I've made my own contribution to the debate. In a new article for
Slate's Future Tense, I talk about the role that interoperability could
and should play in safeguarding user rights and blocking monopolistic
True believers in Apple's business model argue that Apple customers
don't even WANT to buy software elsewhere (similar to how they argue
against the Right to Repair by insisting that Apple customers are happy
to be limited to getting repairs from Apple).
This is a frankly bizarre argument. Apple isn't spending millions are
hiring entire buildings full of lawyers to block right to repair or
independent app stores on general principle - the only reason to block
these things is because you think your customers would use them.
As my EFF colleague Mitch Stoltz says, the argument that Apple users
don't want flexibility is like the argument that the Berlin Wall isn't
there to keep East Germans IN, it's there to keep the bourgeoisie out of
the Worker's Paradise.
If the DDR really believed that people were happy to be behind the wall,
they could easily test the proposition: just install a gate that anyone
could pass through and see whether anyone stayed.
Likewise, if Apple's convinced that no one wants independent repair or
third-party app stores with more dev-friendly policies, it can just put
a gate in ITS walled garden and see what its customers do.

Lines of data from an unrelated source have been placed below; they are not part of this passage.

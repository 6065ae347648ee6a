//! Command-line argument handling, gzip-flavored.
//!
//! razgz is decompression-only: the familiar gzip flags are accepted where
//! they make sense, plus `-t` (threads), `-s` (skip compressed bytes before
//! decoding) and `-u` (stop shortly after a compressed position).

use std::env;

use crate::error::{RazgzError, RazgzResult};

#[derive(Debug, Clone)]
pub struct RazgzArgs {
    pub files: Vec<String>,
    pub decompress: bool,
    pub stdout: bool,
    pub threads: usize,
    pub skip: Option<usize>,
    pub until: Option<usize>,
    pub keep: bool,
    pub force: bool,
    /// Accepted for gzip compatibility; stored names are never restored.
    #[allow(dead_code)]
    pub no_name: bool,
    pub quiet: bool,
    pub verbosity: u8,
    pub suffix: String,
    pub help: bool,
    pub version: bool,
}

impl Default for RazgzArgs {
    fn default() -> Self {
        RazgzArgs {
            files: Vec::new(),
            decompress: false,
            stdout: false,
            threads: num_cpus::get().max(1),
            skip: None,
            until: None,
            keep: false,
            force: false,
            no_name: false,
            quiet: false,
            verbosity: 1,
            suffix: ".gz".to_string(),
            help: false,
            version: false,
        }
    }
}

impl RazgzArgs {
    pub fn parse() -> RazgzResult<Self> {
        Self::parse_from(env::args().skip(1).collect())
    }

    pub fn parse_from(argv: Vec<String>) -> RazgzResult<Self> {
        let mut args = RazgzArgs::default();
        let mut i = 0;
        let mut in_options = true;

        while i < argv.len() {
            let arg = &argv[i];

            if !in_options || !arg.starts_with('-') || arg == "-" {
                args.files.push(arg.clone());
                i += 1;
                continue;
            }

            if arg == "--" {
                in_options = false;
                i += 1;
                continue;
            }

            if let Some(long) = arg.strip_prefix("--") {
                match long {
                    "help" => args.help = true,
                    "version" => args.version = true,
                    "decompress" | "uncompress" => args.decompress = true,
                    "stdout" | "to-stdout" => args.stdout = true,
                    "keep" => args.keep = true,
                    "force" => args.force = true,
                    "no-name" => args.no_name = true,
                    "quiet" | "silent" => {
                        args.quiet = true;
                        args.verbosity = 0;
                    }
                    "verbose" => args.verbosity = args.verbosity.saturating_add(1),
                    _ => {
                        if let Some(value) = long.strip_prefix("threads=") {
                            args.threads = parse_count(value, "threads")?;
                        } else if let Some(value) = long.strip_prefix("skip=") {
                            args.skip = Some(parse_count(value, "skip")?);
                        } else if let Some(value) = long.strip_prefix("until=") {
                            args.until = Some(parse_count(value, "until")?);
                        } else if let Some(value) = long.strip_prefix("suffix=") {
                            args.suffix = validated_suffix(value)?;
                        } else {
                            return Err(RazgzError::invalid_argument(format!(
                                "unknown option: {}",
                                arg
                            )));
                        }
                    }
                }
                i += 1;
                continue;
            }

            // Bundled short options; -t/-s/-u/-S take a value, attached or
            // as the next argument.
            let chars: Vec<char> = arg.chars().collect();
            let mut j = 1;
            while j < chars.len() {
                let opt = chars[j];
                match opt {
                    'h' => args.help = true,
                    'V' => args.version = true,
                    'd' => args.decompress = true,
                    'c' => args.stdout = true,
                    'k' => args.keep = true,
                    'f' => args.force = true,
                    'n' => args.no_name = true,
                    'q' => {
                        args.quiet = true;
                        args.verbosity = 0;
                    }
                    'v' => args.verbosity = args.verbosity.saturating_add(1),
                    't' | 's' | 'u' | 'S' => {
                        let attached: String = chars[j + 1..].iter().collect();
                        let value = if !attached.is_empty() {
                            attached
                        } else {
                            i += 1;
                            argv.get(i)
                                .ok_or_else(|| {
                                    RazgzError::invalid_argument(format!(
                                        "-{} requires an argument",
                                        opt
                                    ))
                                })?
                                .clone()
                        };
                        match opt {
                            't' => args.threads = parse_count(&value, "threads")?,
                            's' => args.skip = Some(parse_count(&value, "skip")?),
                            'u' => args.until = Some(parse_count(&value, "until")?),
                            'S' => args.suffix = validated_suffix(&value)?,
                            _ => unreachable!(),
                        }
                        j = chars.len();
                        continue;
                    }
                    _ => {
                        return Err(RazgzError::invalid_argument(format!(
                            "unknown option: -{}",
                            opt
                        )));
                    }
                }
                j += 1;
            }
            i += 1;
        }

        if args.threads == 0 {
            return Err(RazgzError::invalid_argument("thread count must be positive"));
        }
        Ok(args)
    }
}

fn parse_count(value: &str, what: &str) -> RazgzResult<usize> {
    value
        .parse::<usize>()
        .map_err(|_| RazgzError::invalid_argument(format!("invalid {}: {}", what, value)))
}

fn validated_suffix(value: &str) -> RazgzResult<String> {
    if value.is_empty() {
        return Err(RazgzError::invalid_argument("suffix must not be empty"));
    }
    Ok(value.to_string())
}

#[cfg(test)]
mod tests {
    use super::*;

    fn parse(args: &[&str]) -> RazgzArgs {
        RazgzArgs::parse_from(args.iter().map(|s| s.to_string()).collect()).unwrap()
    }

    #[test]
    fn parses_typical_invocation() {
        let args = parse(&["-dc", "-t", "8", "reads.fastq.gz"]);
        assert!(args.decompress);
        assert!(args.stdout);
        assert_eq!(args.threads, 8);
        assert_eq!(args.files, vec!["reads.fastq.gz"]);
    }

    #[test]
    fn parses_attached_values_and_long_forms() {
        let args = parse(&["-t4", "-s1048576", "--until=2097152", "-S", ".gzip"]);
        assert_eq!(args.threads, 4);
        assert_eq!(args.skip, Some(1048576));
        assert_eq!(args.until, Some(2097152));
        assert_eq!(args.suffix, ".gzip");
    }

    #[test]
    fn stdin_dash_is_a_file() {
        let args = parse(&["-d", "-"]);
        assert_eq!(args.files, vec!["-"]);
    }

    #[test]
    fn quiet_and_verbose_adjust_verbosity() {
        assert_eq!(parse(&["-q"]).verbosity, 0);
        assert_eq!(parse(&["-v"]).verbosity, 2);
        assert_eq!(parse(&["-vv"]).verbosity, 3);
    }

    #[test]
    fn rejects_unknown_and_invalid() {
        assert!(RazgzArgs::parse_from(vec!["-x".into()]).is_err());
        assert!(RazgzArgs::parse_from(vec!["-t".into(), "many".into()]).is_err());
        assert!(RazgzArgs::parse_from(vec!["-t0".into()]).is_err());
        assert!(RazgzArgs::parse_from(vec!["-S".into(), "".into()]).is_err());
    }

    #[test]
    fn double_dash_stops_option_parsing() {
        let args = parse(&["-d", "--", "-weird.gz"]);
        assert_eq!(args.files, vec!["-weird.gz"]);
    }
}
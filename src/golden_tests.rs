//! End-to-end scenarios against reference decoders.
//!
//! Every test decodes a gzip stream produced by `flate2` (or crafted by
//! hand) and compares byte-for-byte with the expected plaintext, and where
//! it matters, with `libdeflater` as an independent oracle.

use std::io::Write;

use flate2::write::GzEncoder;
use flate2::{Compression, GzBuilder};

use crate::block_finder::SyncParams;
use crate::parallel_decompress::{decompress_parallel, ParallelOpts};
use crate::sequential::decompress_gzip;

fn gzip(data: &[u8], level: Compression) -> Vec<u8> {
    let mut enc = GzEncoder::new(Vec::new(), level);
    enc.write_all(data).unwrap();
    enc.finish().unwrap()
}

fn fastq(bytes: usize, seed: u32) -> Vec<u8> {
    let mut out = Vec::with_capacity(bytes);
    let mut state = seed | 1;
    let mut read = 0usize;
    while out.len() < bytes {
        out.extend_from_slice(format!("@r{}\n", read).as_bytes());
        for _ in 0..100 {
            state = state.wrapping_mul(1664525).wrapping_add(1013904223);
            out.push(b"ACGT"[(state >> 29) as usize % 4]);
        }
        out.extend_from_slice(b"\n+\n");
        for _ in 0..100 {
            state = state.wrapping_mul(1664525).wrapping_add(1013904223);
            out.push(b'!' + ((state >> 23) % 42) as u8);
        }
        out.push(b'\n');
        read += 1;
    }
    out.truncate(bytes);
    out
}

fn test_opts(threads: usize) -> ParallelOpts {
    ParallelOpts {
        num_threads: threads,
        section_bytes_per_thread: 256 << 10,
        min_bytes_per_thread: 64 << 10,
        first_chunk_bonus: 32 << 10,
        sync_params: SyncParams {
            min_block_bytes: 2 << 10,
            confirm_blocks: 6,
            ..SyncParams::default()
        },
        verbosity: 0,
    }
}

#[test]
fn single_thread_repeated_motif() {
    let plain = b"ACGT\n".repeat(1000);
    let compressed = gzip(&plain, Compression::default());
    let mut out = Vec::new();
    decompress_gzip(&compressed, &mut out, 0).unwrap();
    assert_slices_eq!(out, plain);
}

#[test]
fn parallel_matches_reference_decoder() {
    let plain = fastq(10 << 20, 0x5EED_1234);
    let compressed = gzip(&plain, Compression::default());

    // Reference: libdeflater, a decoder we share no code with.
    let mut reference = vec![0u8; plain.len() + 64];
    let n = libdeflater::Decompressor::new()
        .gzip_decompress(&compressed, &mut reference)
        .unwrap();
    reference.truncate(n);
    assert_slices_eq!(reference, plain);

    let mut out = Vec::new();
    decompress_parallel(&compressed, &mut out, &test_opts(8)).unwrap();
    assert_slices_eq!(out, reference);
}

#[test]
fn uniform_records_with_fastest_compression() {
    // Highly uniform records compressed at the fastest level: long matches,
    // large decoded blocks, and back-references that straddle every chunk
    // boundary.
    let mut plain = Vec::new();
    let mut read = 0usize;
    while plain.len() < 12 << 20 {
        plain.extend_from_slice(
            format!(
                "@r{}\nACGTACGTACGTACGTACGTACGTACGT\n+\n!!!!!!!!!!!!!!!!!!!!!!!!!!!!\n",
                read
            )
            .as_bytes(),
        );
        read += 1;
    }
    let compressed = gzip(&plain, Compression::fast());

    let mut out = Vec::new();
    decompress_parallel(&compressed, &mut out, &test_opts(4)).unwrap();
    assert_slices_eq!(out, plain);
}

#[test]
fn extra_field_in_header() {
    let plain = b"ACGT\n".repeat(1000);
    let mut enc = GzBuilder::new()
        .extra(vec![0x42; 37])
        .write(Vec::new(), Compression::default());
    enc.write_all(&plain).unwrap();
    let compressed = enc.finish().unwrap();

    let mut out = Vec::new();
    decompress_gzip(&compressed, &mut out, 0).unwrap();
    assert_slices_eq!(out, plain);
}

#[test]
fn final_stored_block_is_appended() {
    // Hand-assembled member: the payload in non-final stored blocks, then a
    // final stored block holding "HELLO".
    let payload = b"The quick brown fox jumps over the lazy dog. ".repeat(100);
    let mut deflate = Vec::new();
    for chunk in payload.chunks(4000) {
        deflate.push(0x00); // BFINAL=0, BTYPE=00, padding
        deflate.extend_from_slice(&(chunk.len() as u16).to_le_bytes());
        deflate.extend_from_slice(&(!(chunk.len() as u16)).to_le_bytes());
        deflate.extend_from_slice(chunk);
    }
    deflate.push(0x01); // BFINAL=1, BTYPE=00
    deflate.extend_from_slice(&5u16.to_le_bytes());
    deflate.extend_from_slice(&(!5u16).to_le_bytes());
    deflate.extend_from_slice(b"HELLO");

    let mut member = vec![0x1F, 0x8B, 0x08, 0x00, 0, 0, 0, 0, 0x00, 0xFF];
    member.extend_from_slice(&deflate);
    member.extend_from_slice(&[0u8; 4]); // CRC32 is not verified
    member.extend_from_slice(&((payload.len() + 5) as u32).to_le_bytes());

    let mut expect = payload.clone();
    expect.extend_from_slice(b"HELLO");
    let mut out = Vec::new();
    decompress_gzip(&member, &mut out, 0).unwrap();
    assert_slices_eq!(out, expect);
}

#[test]
fn corrupted_stream_does_not_decode_silently() {
    let plain = fastq(1 << 20, 0xBAD5_EED1);
    let mut compressed = gzip(&plain, Compression::default());

    // Flip a bit inside the first dynamic block's code-length section. Most
    // flips break the Kraft equality or derail the parse into non-ASCII
    // output; the rest produce different bytes, never silently correct
    // ones.
    compressed[12] ^= 0x08;
    let mut out = Vec::new();
    match decompress_gzip(&compressed, &mut out, 0) {
        Err(_) => {}
        Ok(_) => assert_ne!(out, plain),
    }
}

#[test]
fn thread_counts_agree_with_each_other() {
    let plain = fastq(5 << 20, 0x0DDB_A115);
    let compressed = gzip(&plain, Compression::default());

    let mut single = Vec::new();
    decompress_gzip(&compressed, &mut single, 0).unwrap();
    for threads in 1..=5 {
        let mut out = Vec::new();
        decompress_parallel(&compressed, &mut out, &test_opts(threads)).unwrap();
        assert_slices_eq!(out, single);
    }
}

The Apple version of the "No True Scotsman" fallacy ("You're not a true
Iphone owner if you object to the company you gave $1000 to for a phone
charging software vendors a 30% commission") was always absurd.
But it would be fascinating to find out how many "true" Iphone users
there are by those lights. If we were to allow owners of Iphones to
treat them as their property, to use without regard to the shareholders
of a $1T corporation, what would they do?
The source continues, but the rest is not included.